# Support Vector Machine

In [1]:
# file path exist
import os.path
from os import path

# translator
import googletrans
from googletrans import Translator

# pandas
import pandas as pd

# preprocessing of text
import re
import string


# word tokenizer by nltk
from nltk import word_tokenize

# lemmatizer
from nltk.stem import WordNetLemmatizer

# stopwords (Remove buzz words)
from nltk.corpus import stopwords

# split data into train and test
from sklearn.model_selection import train_test_split

# bag of words
from sklearn.feature_extraction.text import CountVectorizer

# TF-IDF
from sklearn.feature_extraction.text import TfidfTransformer

# RFM classifier from scikit learn
from sklearn.svm import LinearSVC

# Tf-idf feature extraction 
from sklearn.feature_extraction.text import TfidfVectorizer

# confusion matrix
from sklearn.metrics import confusion_matrix
import seaborn as sns

# cross validation for kfold
from sklearn.model_selection import cross_val_score

# calc accuracy
from sklearn.metrics import accuracy_score 
from sklearn.metrics import classification_report 

ModuleNotFoundError: No module named 'googletrans'

In [None]:

# original hindi file
filename  = 'Eng-Hin-data/english-anot-shuffled'
orig_df = pd.read_csv(filename + '.csv',  
               delimiter=',')
orig_df.columns = ['Text', 'Label']

In [None]:
orig_df.head()

In [None]:
orig_df["Text"] = orig_df["Text"].astype(str)
orig_df["Label"] = orig_df["Label"].astype(str)
df = orig_df

In [None]:
# Displaying eg tweet before translation
df.Text[6]

In [None]:
df.Text[6]

### Class count

In [None]:
import matplotlib.pyplot as plt
fig = plt.figure(figsize=(6,4))
df.groupby('Label').Text.count().plot.bar(ylim=0)
plt.show()

In [None]:
# For entire dataset sentences for each labels 
df.Label.value_counts()

In [None]:
#balancing data 
from collections import Counter
import numpy as np
def balanceClasses(xs, ys):
    item = {}
    new_ys = []
    new_xs = []
    #"""Undersample xs, ys to balance classes."""
    freqs = Counter(ys)
    # the most common class  is the maximum number we want for all classes
    max_allowable = (freqs.most_common()[0][1])
    
    for val in freqs.most_common(): # List
        nums = np.random.randint(1000)
        i = 1
        item[val[0]] = max_allowable - val[1]
        
        if item[val[0]] > 0:            
            while(item[val[0]] - i != 0): 
                nums = nums + 1
                if ys[nums] == val[0]:
                    i += 1
                    new_ys.append(ys[nums])
                    new_xs.append(xs[nums])
    return new_xs, new_ys

In [None]:
new_text, new_label = balanceClasses(df['Text'], df['Label'])

In [None]:
data = pd.DataFrame(new_text)
data.columns = ['Text']
data['Label'] = new_label
data = pd.concat([df, data])

In [None]:
fig1 = plt.figure(figsize=(6,4))
data.groupby('Label').Text.count().plot.bar(ylim=0)
plt.show()

In [None]:
data.Label.value_counts()

In [None]:
data=data.sample(frac=1).reset_index(drop=True)
data

### Data Preprocessing

In [None]:
# People usually join sentences using more than one colon 

def ReplaceDoubleColon(inputString):
    return inputString.replace("..", " ") 
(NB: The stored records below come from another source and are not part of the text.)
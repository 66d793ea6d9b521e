//! Resource type identity.

use serde::{Deserialize, Serialize};

/// Whether instances of a kind live inside a namespace.
#[derive(Debug, Clone, Copy, PartialEq, Eq, Hash, PartialOrd, Ord, Serialize, Deserialize)]
#[serde(rename_all = "lowercase")]
pub enum Scope {
  Namespaced,
  Cluster,
}

/// Identifies a resource type on a cluster.
///
/// `resource` is the plural REST name (`deployments`) used to build API paths.
#[derive(Debug, Clone, PartialEq, Eq, Hash, PartialOrd, Ord, Serialize, Deserialize)]
pub struct ResourceDescriptor {
  pub group: String,
  pub version: String,
  pub kind: String,
  pub resource: String,
  pub scope: Scope,
}

impl ResourceDescriptor {
  pub fn new(
    group: impl Into<String>,
    version: impl Into<String>,
    kind: impl Into<String>,
    resource: impl Into<String>,
    scope: Scope,
  ) -> Self {
    Self {
      group: group.into(),
      version: version.into(),
      kind: kind.into(),
      resource: resource.into(),
      scope,
    }
  }

  /// `apiVersion` as it appears in manifests (`v1`, `apps/v1`).
  pub fn api_version(&self) -> String {
    if self.group.is_empty() {
      self.version.clone()
    } else {
      format!("{}/{}", self.group, self.version)
    }
  }

  pub fn is_namespaced(&self) -> bool {
    self.scope == Scope::Namespaced
  }

  /// `plural.group` form, `plural` for the core group.
  pub fn group_resource(&self) -> String {
    if self.group.is_empty() {
      self.resource.clone()
    } else {
      format!("{}.{}", self.resource, self.group)
    }
  }
}

impl std::fmt::Display for ResourceDescriptor {
  fn fmt(&self, f: &mut std::fmt::Formatter<'_>) -> std::fmt::Result {
    if self.group.is_empty() {
      write!(f, "{}/{}", self.version, self.kind)
    } else {
      write!(f, "{}/{}/{}", self.group, self.version, self.kind)
    }
  }
}

/// Split an `apiVersion` into `(group, version)`.
pub fn split_api_version(api_version: &str) -> (&str, &str) {
  match api_version.split_once('/') {
    Some((group, version)) => (group, version),
    None => ("", api_version),
  }
}

/// Identity of one object: kind + namespace + name.
#[derive(Debug, Clone, PartialEq, Eq, Hash, PartialOrd, Ord, Serialize, Deserialize)]
pub struct ResourceId {
  pub kind: String,
  pub namespace: Option<String>,
  pub name: String,
}

impl ResourceId {
  pub fn new(kind: impl Into<String>, namespace: Option<&str>, name: impl Into<String>) -> Self {
    Self {
      kind: kind.into(),
      namespace: namespace.map(str::to_string),
      name: name.into(),
    }
  }

  /// File stem inside a namespace directory: `<Kind>-<name>`.
  pub fn file_stem(&self) -> String {
    format!("{}-{}", self.kind, self.name)
  }

  /// File stem for a kind whose name another group already uses: `<Kind>.<group>-<name>`.
  pub fn qualified_file_stem(&self, group: &str) -> String {
    if group.is_empty() {
      return self.file_stem();
    }
    format!("{}.{}-{}", self.kind, group, self.name)
  }
}

impl std::fmt::Display for ResourceId {
  fn fmt(&self, f: &mut std::fmt::Formatter<'_>) -> std::fmt::Result {
    match &self.namespace {
      Some(ns) => write!(f, "{}/{}/{}", self.kind, ns, self.name),
      None => write!(f, "{}/{}", self.kind, self.name),
    }
  }
}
data['Text'] = data['Text'].apply(lambda x: ReplaceDoubleColon(x))

def ReplaceTripleColon(inputString):
    return inputString.replace("...", " ") 

data['Text'] = data['Text'].apply(lambda x: ReplaceTripleColon(x))

def ReplaceFourColon(inputString):
    return inputString.replace("....", " ") 

data['Text'] = data['Text'].apply(lambda x: ReplaceFourColon(x))

In [None]:
def textPattern(text):

    # Clean the text
    text = re.sub(r"@", " ", text)
    text = re.sub(r"'", " ", text)
    text = re.sub(r"what's", "what is", text)
    text = re.sub(r"\'s", " ", text)
    text = re.sub(r"\'ve", "have", text)
    text = re.sub(r"can't", "can not", text)
    text = re.sub(r"aren't", "are not", text)
    text = re.sub(r"couldn't", "could not", text)
    text = re.sub(r"didn't", "did not", text)
    text = re.sub(r"doesn't", "does not", text)
    text = re.sub(r"don't", "do not", text)
    text = re.sub(r"hadn't", "had not", text)
    text = re.sub(r"hasn't", "has not", text)
    text = re.sub(r"haven't", "have not", text)
    text = re.sub(r"isn't", "is not", text)
    text = re.sub(r"shouldn't", "should not", text)
    text = re.sub(r"wasn't", "was not", text)
    text = re.sub(r"weren't", "were not", text)
    text = re.sub(r"won't", "will not", text)
    text = re.sub(r"wouldn't", "would not", text)
    text = re.sub(r"mustn't", "must not", text)
    text = re.sub(r"i'm", "i am", text)
    text = re.sub(r"\'re", "are", text)
    text = re.sub(r",", " ", text)
    text = re.sub(r"\.", " ", text)
    text = re.sub(r"!", " ", text)
    text = re.sub(r"\/", " ", text)
    text = re.sub(r"\^", " ^ ", text)
    text = re.sub(r"\+", " ", text)
    text = re.sub(r"\-", " - ", text)
    text = re.sub(r"\= =", " ", text)
    text = re.sub(r"\==", " ", text)
    text = re.sub(r"'", " ", text)
    text = re.sub(r"(\d+)(k)", r"\g<1>000", text)
    text = re.sub(r":", " : ", text)
    text = re.sub(r"\0s", "0", text)
    text = re.sub(r" 9 11 ", "911", text)
    text = re.sub(r"\s{2,}", " ", text)
    return text

data['Text'] = data['Text'].apply(lambda x: textPattern(x))

In [None]:
# Word Tokenization
tokens = [word_tokenize(sen) for sen in data.Text]

In [None]:
# Lower Case
def lower_token(tokens): 
    return [w.lower() for w in tokens]    
    
lower_tokens = [lower_token(token) for token in tokens]

In [None]:
# Remove Link

def removeLink(token):
    word = []
    for w in token:
        if not w.startswith('http'):
            word.append(w)
    return word 
    
removedLink_tokens = [removeLink(token) for token in lower_tokens]

In [None]:
# Word Lemmatization
def lemmatization(token):
    return [lemmatizer.lemmatize(w) for w in token] 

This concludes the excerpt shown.